▶ **Task to complete**
Check each line of the material. Copy those containing "crate".

▶ **Extracted records**
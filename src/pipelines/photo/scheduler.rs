// SPDX-License-Identifier: GPL-3.0-only

//! Request construction and submission
//!
//! Requests are built once per session (one per buffer) and then circulate
//! between the device and the completion handler. The scheduler only holds
//! them between build and submit.

use super::buffer_pool::BufferPool;
use crate::backends::camera::types::Request;
use crate::backends::camera::{CameraDevice, RequestQueue};
use crate::errors::{CaptureError, CaptureResult};
use std::sync::atomic::{AtomicUsize, Ordering};
use tracing::{debug, info};

#[derive(Debug, Default)]
pub struct RequestScheduler {
    built: Vec<Request>,
}

impl RequestScheduler {
    pub fn new() -> Self {
        Self::default()
    }

    /// Build exactly one request per pooled buffer, cookie = buffer index
    ///
    /// All or nothing: on the first failure every request built so far is
    /// dropped.
    pub fn build_requests(
        &mut self,
        device: &mut dyn CameraDevice,
        pool: &BufferPool,
    ) -> CaptureResult<usize> {
        self.built.clear();

        let mut batch = Vec::with_capacity(pool.len());
        for buffer in pool.buffers() {
            let mut request = device
                .create_request(buffer.index() as u64)
                .map_err(|e| match e {
                    CaptureError::RequestCreationFailed(_) => e,
                    other => CaptureError::RequestCreationFailed(other.to_string()),
                })?;
            device
                .attach_buffer(&mut request, buffer)
                .map_err(|e| match e {
                    CaptureError::BufferBindingFailed(_) => e,
                    other => CaptureError::BufferBindingFailed(other.to_string()),
                })?;
            batch.push(request);
        }

        debug!(count = batch.len(), "Capture requests built");
        self.built = batch;
        Ok(self.built.len())
    }

    /// Start streaming; harmless when the device already streams
    pub fn start(&mut self, device: &mut dyn CameraDevice) -> CaptureResult<()> {
        if device.is_streaming() {
            return Ok(());
        }
        device.start().map_err(|e| match e {
            CaptureError::StartFailed(_) => e,
            other => CaptureError::StartFailed(other.to_string()),
        })?;
        info!(camera = device.id(), "Camera started");
        Ok(())
    }

    /// Queue every built request in build order
    ///
    /// `in_flight` is raised before each hand-off, since the completion can
    /// run on the driver thread before `queue` returns. The first failure
    /// aborts the batch; the unsubmitted rest is dropped.
    pub fn submit(&mut self, queue: &dyn RequestQueue, in_flight: &AtomicUsize) -> CaptureResult<usize> {
        let mut submitted = 0;
        for request in std::mem::take(&mut self.built) {
            let cookie = request.cookie();
            in_flight.fetch_add(1, Ordering::SeqCst);
            if let Err(e) = queue.queue(request) {
                in_flight.fetch_sub(1, Ordering::SeqCst);
                return Err(match e {
                    CaptureError::QueueFailed(_) => e,
                    other => CaptureError::QueueFailed(format!("request {}: {}", cookie, other)),
                });
            }
            submitted += 1;
        }
        debug!(count = submitted, "Capture requests queued");
        Ok(submitted)
    }

    /// Requests built but not yet submitted
    pub fn pending(&self) -> usize {
        self.built.len()
    }

    pub fn clear(&mut self) {
        self.built.clear();
    }
}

▶ **Exercise answer**
use crate::backends::camera::types::Request;
use crate::backends::camera::{CameraDevice, RequestQueue};
use crate::errors::{CaptureError, CaptureResult};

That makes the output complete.